- **The task**
Go through the following data and transcribe exactly the stretch of lines from the one holding "info, -vv debug)" to the one holding "config.follow_symlinks = cli.follow_symlinks;", both included.

Source records below:

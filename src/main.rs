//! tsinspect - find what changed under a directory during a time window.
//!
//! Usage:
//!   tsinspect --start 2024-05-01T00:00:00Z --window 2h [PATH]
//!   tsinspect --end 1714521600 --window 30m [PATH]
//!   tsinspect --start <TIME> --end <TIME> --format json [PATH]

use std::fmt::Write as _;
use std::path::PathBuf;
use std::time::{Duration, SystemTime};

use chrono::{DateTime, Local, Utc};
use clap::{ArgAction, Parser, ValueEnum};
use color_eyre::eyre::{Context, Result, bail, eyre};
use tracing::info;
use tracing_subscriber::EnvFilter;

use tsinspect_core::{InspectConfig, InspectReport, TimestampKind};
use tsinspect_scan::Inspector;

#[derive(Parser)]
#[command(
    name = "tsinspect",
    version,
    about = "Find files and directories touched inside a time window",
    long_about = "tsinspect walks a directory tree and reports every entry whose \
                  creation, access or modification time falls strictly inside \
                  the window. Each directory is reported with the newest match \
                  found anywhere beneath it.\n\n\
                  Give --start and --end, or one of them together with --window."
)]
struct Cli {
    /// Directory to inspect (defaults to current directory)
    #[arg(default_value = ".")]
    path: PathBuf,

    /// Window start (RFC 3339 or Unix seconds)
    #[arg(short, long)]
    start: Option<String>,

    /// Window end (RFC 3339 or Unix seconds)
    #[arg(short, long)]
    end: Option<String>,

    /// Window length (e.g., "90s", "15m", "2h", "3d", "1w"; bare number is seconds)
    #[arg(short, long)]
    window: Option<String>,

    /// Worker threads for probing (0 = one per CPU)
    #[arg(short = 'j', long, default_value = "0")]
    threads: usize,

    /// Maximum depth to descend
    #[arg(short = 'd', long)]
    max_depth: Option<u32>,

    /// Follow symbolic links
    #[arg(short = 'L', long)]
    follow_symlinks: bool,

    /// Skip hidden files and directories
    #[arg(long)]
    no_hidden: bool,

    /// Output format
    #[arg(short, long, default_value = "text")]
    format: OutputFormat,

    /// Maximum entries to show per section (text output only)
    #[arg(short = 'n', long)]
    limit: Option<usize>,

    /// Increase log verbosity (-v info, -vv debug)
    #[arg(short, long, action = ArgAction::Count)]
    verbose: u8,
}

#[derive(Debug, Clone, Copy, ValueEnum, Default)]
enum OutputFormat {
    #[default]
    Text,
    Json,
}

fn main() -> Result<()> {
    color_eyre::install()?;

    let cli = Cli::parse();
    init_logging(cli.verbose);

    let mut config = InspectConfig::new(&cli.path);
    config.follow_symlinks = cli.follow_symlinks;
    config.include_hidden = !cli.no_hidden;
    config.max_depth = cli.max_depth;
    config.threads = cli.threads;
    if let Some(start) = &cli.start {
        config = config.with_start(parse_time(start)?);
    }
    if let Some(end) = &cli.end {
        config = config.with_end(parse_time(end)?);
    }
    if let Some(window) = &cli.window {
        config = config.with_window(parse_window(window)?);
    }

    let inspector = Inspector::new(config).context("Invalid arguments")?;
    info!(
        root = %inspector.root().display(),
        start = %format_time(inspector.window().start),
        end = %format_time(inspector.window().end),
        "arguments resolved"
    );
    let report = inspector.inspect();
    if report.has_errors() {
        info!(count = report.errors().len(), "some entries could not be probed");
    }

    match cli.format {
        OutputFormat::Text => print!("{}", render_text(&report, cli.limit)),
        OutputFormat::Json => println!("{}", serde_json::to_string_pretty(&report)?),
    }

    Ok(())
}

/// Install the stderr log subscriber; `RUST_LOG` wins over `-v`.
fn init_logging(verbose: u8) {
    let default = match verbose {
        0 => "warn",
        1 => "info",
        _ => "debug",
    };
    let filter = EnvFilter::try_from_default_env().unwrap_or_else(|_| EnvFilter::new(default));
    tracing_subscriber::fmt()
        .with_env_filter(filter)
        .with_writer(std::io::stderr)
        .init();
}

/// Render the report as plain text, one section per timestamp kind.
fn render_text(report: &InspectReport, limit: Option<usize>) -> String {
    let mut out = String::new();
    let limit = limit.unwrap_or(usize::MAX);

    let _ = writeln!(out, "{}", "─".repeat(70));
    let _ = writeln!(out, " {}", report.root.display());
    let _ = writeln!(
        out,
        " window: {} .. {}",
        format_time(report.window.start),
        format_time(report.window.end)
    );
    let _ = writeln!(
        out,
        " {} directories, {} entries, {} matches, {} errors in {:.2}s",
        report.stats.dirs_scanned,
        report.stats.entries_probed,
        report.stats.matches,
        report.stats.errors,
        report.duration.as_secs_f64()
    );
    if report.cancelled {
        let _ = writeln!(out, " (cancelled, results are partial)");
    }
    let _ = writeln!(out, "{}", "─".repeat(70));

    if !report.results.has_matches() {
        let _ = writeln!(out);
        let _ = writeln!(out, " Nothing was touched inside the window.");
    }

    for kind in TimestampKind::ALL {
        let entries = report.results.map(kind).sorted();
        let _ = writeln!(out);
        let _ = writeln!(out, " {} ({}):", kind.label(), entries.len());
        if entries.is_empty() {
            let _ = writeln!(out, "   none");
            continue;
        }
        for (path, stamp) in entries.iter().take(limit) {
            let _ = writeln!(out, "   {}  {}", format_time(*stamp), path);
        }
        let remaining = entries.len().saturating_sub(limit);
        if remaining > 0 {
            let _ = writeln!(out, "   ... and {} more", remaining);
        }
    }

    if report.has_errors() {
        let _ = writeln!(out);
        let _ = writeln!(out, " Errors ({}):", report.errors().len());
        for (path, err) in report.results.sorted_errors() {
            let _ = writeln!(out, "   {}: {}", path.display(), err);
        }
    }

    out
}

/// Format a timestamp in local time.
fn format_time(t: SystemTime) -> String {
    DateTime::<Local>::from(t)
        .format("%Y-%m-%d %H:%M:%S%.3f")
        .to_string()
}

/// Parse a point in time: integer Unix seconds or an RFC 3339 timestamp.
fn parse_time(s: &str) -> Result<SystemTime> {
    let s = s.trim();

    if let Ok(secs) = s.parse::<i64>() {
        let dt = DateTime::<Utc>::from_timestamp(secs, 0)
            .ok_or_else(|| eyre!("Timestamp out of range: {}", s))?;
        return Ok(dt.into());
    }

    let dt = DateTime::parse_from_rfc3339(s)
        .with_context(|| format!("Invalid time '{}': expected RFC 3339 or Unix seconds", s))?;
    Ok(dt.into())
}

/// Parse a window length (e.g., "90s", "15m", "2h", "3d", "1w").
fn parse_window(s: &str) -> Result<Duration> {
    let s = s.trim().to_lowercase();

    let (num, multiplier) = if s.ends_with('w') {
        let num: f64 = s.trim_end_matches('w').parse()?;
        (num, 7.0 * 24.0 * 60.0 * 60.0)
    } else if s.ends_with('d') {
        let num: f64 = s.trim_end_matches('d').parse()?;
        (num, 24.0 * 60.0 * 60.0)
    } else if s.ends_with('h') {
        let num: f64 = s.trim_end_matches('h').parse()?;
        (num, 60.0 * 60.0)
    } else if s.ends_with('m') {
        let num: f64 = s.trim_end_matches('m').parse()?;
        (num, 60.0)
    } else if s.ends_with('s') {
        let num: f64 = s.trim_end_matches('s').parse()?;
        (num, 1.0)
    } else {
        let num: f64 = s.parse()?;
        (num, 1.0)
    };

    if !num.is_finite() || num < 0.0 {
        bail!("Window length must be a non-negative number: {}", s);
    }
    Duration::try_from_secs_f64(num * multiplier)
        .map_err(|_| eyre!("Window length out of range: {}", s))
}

End of Source records.

- **Response for this exercise**
    /// Increase log verbosity (-v info, -vv debug)
    #[arg(short, long, action = ArgAction::Count)]
    verbose: u8,
}

#[derive(Debug, Clone, Copy, ValueEnum, Default)]
enum OutputFormat {
    #[default]
    Text,
    Json,
}

fn main() -> Result<()> {
    color_eyre::install()?;

    let cli = Cli::parse();
    init_logging(cli.verbose);

    let mut config = InspectConfig::new(&cli.path);
    config.follow_symlinks = cli.follow_symlinks;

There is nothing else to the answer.